EXEMPTED SECURITIES AND TRANSACTIONS

SEC. 304. [77ddd] (a) The provisions of this title shall not apply to any of the following securities:

(1) any security other than (A) a note, bond, debenture, or evidence of indebtedness, whether or not secured, or (B) a certificate of interest or participation in any such note, bond, debenture or evidence of indebtedness, or (Č) a temporary certificate for, or guarantee of, any such note, bond, debenture, evidence of indebtedness, or certificate;

(2) any certificate of interest or participation in two or more securities having substantially different rights and privileges, or a temporary certificate for any such certificate;

(3) any security which, prior to or within six months after the enactment of this title, has been sold or disposed of by the issuer or bona fide offered to the public, but this exemption shall not apply to any new offering of any such security by an issuer subsequent to such six months;

(4) (A) any security exempted from the provisions of the Securities Act of 1933, as heretofore amended, by paragraph (2), (3), (4), (5), (6), (7), (8), or (11) of subsection 3(a) thereof;

(B) any security exempted from the provisions of the Securities Act of 1933, as amended, by paragraph (2) of subsection 3(a) thereof, as amended by section 401 of the Employment Security Amendments of 1970.
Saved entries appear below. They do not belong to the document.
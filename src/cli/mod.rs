//! CLI subcommand definitions and handlers.
//!
//! Uses clap derive to define the subcommand hierarchy:
//! - `start` (default) -- run the gateway server
//! - `config show|path` -- inspect configuration
//! - `version` -- print build/version info

use std::path::{Path, PathBuf};

use clap::{Parser, Subcommand};

/// TrustLens backend gateway.
#[derive(Parser, Debug)]
#[command(
    name = "tlens",
    version = env!("CARGO_PKG_VERSION"),
    about = "TrustLens — backend gateway for deepfake detection and job-fraud analysis"
)]
pub struct Cli {
    /// Path to a JSON5 configuration file.
    #[arg(short, long, global = true)]
    pub config: Option<PathBuf>,

    #[command(subcommand)]
    pub command: Option<Command>,
}

#[derive(Subcommand, Debug)]
pub enum Command {
    /// Start the gateway server (default when no subcommand is given).
    Start,

    /// Read configuration values.
    #[command(subcommand)]
    Config(ConfigCommand),

    /// Print version, build date, and git commit information.
    Version,
}

#[derive(Subcommand, Debug)]
pub enum ConfigCommand {
    /// Print the fully loaded configuration (secrets redacted) as JSON.
    Show,

    /// Print the resolved configuration file path.
    Path,
}

// ---------------------------------------------------------------------------
// Subcommand handlers
// ---------------------------------------------------------------------------

use crate::config::{self, Config};
use serde_json::Value;

/// Config keys whose values are redacted when printing.
const SECRET_KEYS: &[&str] = &["apiKey", "apikey", "api_key"];

/// Print version, git commit, and build date.
pub fn run_version() {
    println!(
        "tlens {} (commit {}, built {})",
        env!("CARGO_PKG_VERSION"),
        env!("TRUSTLENS_GIT_HASH"),
        env!("TRUSTLENS_BUILD_DATE")
    );
}

/// Print the loaded configuration as pretty JSON with secrets redacted.
pub fn run_config_show(config: &Config) -> Result<(), serde_json::Error> {
    let mut value = serde_json::to_value(config)?;
    redact_secrets(&mut value);
    println!("{}", serde_json::to_string_pretty(&value)?);
    Ok(())
}

/// Print the resolved configuration file path, if any.
pub fn run_config_path(explicit: Option<&Path>) {
    match config::resolve_config_path(explicit) {
        Some(path) => println!("{}", path.display()),
        None => println!("(no config file; defaults in effect)"),
    }
}

/// Replace secret values in a JSON tree with `***`.
fn redact_secrets(value: &mut Value) {
    match value {
        Value::Object(map) => {
            for (key, child) in map.iter_mut() {
                let lower = key.to_lowercase();
                if SECRET_KEYS.iter().any(|s| lower == s.to_lowercase()) && child.is_string() {
                    *child = Value::String("***".to_string());
                } else {
                    redact_secrets(child);
                }
            }
        }
        Value::Array(items) => {
            for item in items.iter_mut() {
                redact_secrets(item);
            }
        }
        _ => {}
    }
}
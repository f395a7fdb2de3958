use clap::Parser;

use trustlens::cli::{self, Cli, Command, ConfigCommand};
use trustlens::config::Config;
use trustlens::{logging, server};

#[tokio::main]
async fn main() {
    let cli = Cli::parse();
    if let Err(e) = run(cli).await {
        eprintln!("error: {e}");
        std::process::exit(1);
    }
}

async fn run(cli: Cli) -> Result<(), Box<dyn std::error::Error>> {
    match cli.command.unwrap_or(Command::Start) {
        Command::Start => {
            let config = Config::load(cli.config.as_deref())?;
            logging::init(&config.logging)?;
            server::run(config).await?;
        }
        Command::Config(ConfigCommand::Show) => {
            let config = Config::load(cli.config.as_deref())?;
            cli::run_config_show(&config)?;
        }
        Command::Config(ConfigCommand::Path) => {
            cli::run_config_path(cli.config.as_deref());
        }
        Command::Version => cli::run_version(),
    }
    Ok(())
}
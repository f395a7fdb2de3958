//! HTTP server
//!
//! Builds the application state from configuration (constructing the
//! configured vendor clients once and injecting them as trait objects),
//! assembles the router, and serves it.

pub mod error;
pub mod handlers;

use std::sync::Arc;
use std::time::Duration;

use axum::extract::DefaultBodyLimit;
use axum::routing::{get, post};
use axum::Router;
use thiserror::Error;

use crate::config::{Config, DetectionStrategy, JobscanStrategy};
use crate::detect::reality_defender::RealityDefenderClient;
use crate::detect::DeepfakeVendor;
use crate::jobscan::gemini::GeminiClient;
use crate::jobscan::JobAnalyzer;
use crate::mlsvc::MlServiceClient;
use crate::uploads::UploadStore;

/// Errors that can occur while starting the server.
#[derive(Debug, Error)]
pub enum ServerError {
    #[error("invalid configuration: {0}")]
    Config(String),

    #[error("failed to bind {addr}: {source}")]
    Bind {
        addr: String,
        source: std::io::Error,
    },

    #[error("server error: {0}")]
    Serve(std::io::Error),
}

/// Shared per-request state: the scratch store and the injected vendor
/// clients.
#[derive(Clone)]
pub struct AppState {
    pub uploads: Arc<UploadStore>,
    pub detector: Arc<dyn DeepfakeVendor>,
    pub analyzer: Arc<dyn JobAnalyzer>,
    /// Present only when a strategy targets the ML microservice; backs
    /// the `/health` probe and `/api/models/info` passthrough.
    pub ml: Option<Arc<MlServiceClient>>,
}

/// Construct vendor clients and state from configuration.
pub fn build_state(config: &Config) -> Result<AppState, ServerError> {
    let needs_ml = config.detection.strategy == DetectionStrategy::MlService
        || config.jobscan.strategy == JobscanStrategy::MlService;

    let ml = if needs_ml {
        let client = MlServiceClient::new(
            &config.ml_service.url,
            Duration::from_secs(config.ml_service.timeout_secs),
        )
        .map_err(|e| ServerError::Config(e.to_string()))?;
        Some(Arc::new(client))
    } else {
        None
    };

    let detector: Arc<dyn DeepfakeVendor> = match config.detection.strategy {
        DetectionStrategy::MlService => ml
            .clone()
            .ok_or_else(|| ServerError::Config("ML service client not built".to_string()))?,
        DetectionStrategy::RealityDefender => {
            let rd = &config.detection.reality_defender;
            let client = RealityDefenderClient::new(rd.api_key.clone().unwrap_or_default())
                .map_err(|e| ServerError::Config(e.to_string()))?
                .with_base_url(rd.base_url.clone())
                .with_poll_interval(Duration::from_millis(rd.poll_interval_ms))
                .with_max_polls(rd.max_polls);
            Arc::new(client)
        }
    };

    let analyzer: Arc<dyn JobAnalyzer> = match config.jobscan.strategy {
        JobscanStrategy::MlService => ml
            .clone()
            .ok_or_else(|| ServerError::Config("ML service client not built".to_string()))?,
        JobscanStrategy::Gemini => {
            let gm = &config.jobscan.gemini;
            let client = GeminiClient::new(gm.api_key.clone().unwrap_or_default())
                .map_err(|e| ServerError::Config(e.to_string()))?
                .with_base_url(gm.base_url.clone())
                .with_model(gm.model.clone());
            Arc::new(client)
        }
    };

    Ok(AppState {
        uploads: Arc::new(UploadStore::new(
            config.uploads.dir.clone(),
            config.uploads.max_file_size,
        )),
        detector,
        analyzer,
        ml,
    })
}

/// Assemble the router over the given state.
pub fn router(state: AppState) -> Router {
    let body_limit = DefaultBodyLimit::max(multipart_body_limit(state.uploads.max_bytes()));
    Router::new()
        .route("/health", get(handlers::health))
        .route("/api/detect-deepfake", post(handlers::detect_deepfake))
        .route("/api/analyze-job", post(handlers::analyze_job))
        .route("/api/models/info", get(handlers::models_info))
        .layer(body_limit)
        .with_state(state)
}

/// Request-body ceiling: the upload limit plus headroom for multipart
/// framing, so the store's own chunk-by-chunk check is what rejects an
/// oversized file.
fn multipart_body_limit(max_file_bytes: u64) -> usize {
    usize::try_from(max_file_bytes.saturating_add(1024 * 1024)).unwrap_or(usize::MAX)
}

/// Build state from configuration and serve until the process exits.
pub async fn run(config: Config) -> Result<(), ServerError> {
    let state = build_state(&config)?;
    let app = router(state);

    let addr = format!("{}:{}", config.server.host, config.server.port);
    let listener = tokio::net::TcpListener::bind(&addr)
        .await
        .map_err(|source| ServerError::Bind {
            addr: addr.clone(),
            source,
        })?;

    tracing::info!(
        address = %addr,
        detection = ?config.detection.strategy,
        jobscan = ?config.jobscan.strategy,
        "TrustLens gateway listening"
    );

    axum::serve(listener, app).await.map_err(ServerError::Serve)
}

#[cfg(test)]
mod tests {
    use super::*;

    #[test]
    fn test_build_state_default_uses_ml_service() {
        let state = build_state(&Config::default()).unwrap();
        assert!(state.ml.is_some());
        assert_eq!(state.detector.name(), "ml-service");
        assert_eq!(state.analyzer.name(), "ml-service");
    }

    #[test]
    fn test_build_state_direct_strategies() {
        let mut config = Config::default();
        config.detection.strategy = DetectionStrategy::RealityDefender;
        config.detection.reality_defender.api_key = Some("rd-key".to_string());
        config.jobscan.strategy = JobscanStrategy::Gemini;
        config.jobscan.gemini.api_key = Some("gm-key".to_string());

        let state = build_state(&config).unwrap();
        assert!(state.ml.is_none());
        assert_eq!(state.detector.name(), "reality-defender");
        assert_eq!(state.analyzer.name(), "gemini");
    }

    #[test]
    fn test_build_state_rejects_missing_api_key() {
        let mut config = Config::default();
        config.detection.strategy = DetectionStrategy::RealityDefender;
        assert!(matches!(
            build_state(&config),
            Err(ServerError::Config(_))
        ));
    }

    #[test]
    fn test_build_state_rejects_bad_ml_url() {
        let mut config = Config::default();
        config.ml_service.url = "definitely not a url".to_string();
        assert!(matches!(
            build_state(&config),
            Err(ServerError::Config(_))
        ));
    }

    #[test]
    fn test_multipart_body_limit_adds_headroom() {
        assert_eq!(multipart_body_limit(1024), 1024 + 1024 * 1024);
    }
}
(5) any security issued under a mortgage indenture as to which a contract of insurance under the National Housing Act 2 is in effect; and any such security shall be deemed to be exempt from the provisions of the Securities Act of 1933 to the same extent as though such security were specifically enumerated in section 3(a)(2) of such Act;

(6) any note, bond, debenture, or evidence of indebtedness issued or guaranteed by a foreign government or by a subdivision, department, municipality, agency, or instrumentality thereof;

(7) any guarantee of any security which is exempted by this subsection;

(8) any security which has been or is to be issued otherwise than under an indenture, but this exemption shall not be applied within a period of twelve consecutive months to an aggregate principal amount of securities of the same issuer greater than the figure stated in section 3(b) of the Securities Act of 1933 limiting exemptions thereunder, or such lesser amount as the Commission may establish by its rules and regulations;

(9) any security which has been or is to be issued under an indenture which limits the aggregate principal amount of securities at any time outstanding thereunder to $10,000,000, or such lesser amount as the Commission may establish by its rules and regulations, but this exemption shall not be applied within a period of thirty-six consecutive months to more than $10,000,000 aggregate principal amount of securities of the same issuer, or such lesser amount as the Commission may establish by its rules and regulations; or

(10) any security issued under a mortgage or trust deed indenture as to which a contract of insurance under title XI of the National Housing Act 3 is in effect; and any such security shall be deemed to be exempt from the provisions of the Securities Act of 1933 to the same extent as though such security were specifically enumerated in section 3(a)(2), as amended, of the Securities Act of 1933 (15 U.S.C. 77c(a)(2)).

2 See 12 U.S.C. 1707 et seq. 312 U.S.C. 1749aaa et seq.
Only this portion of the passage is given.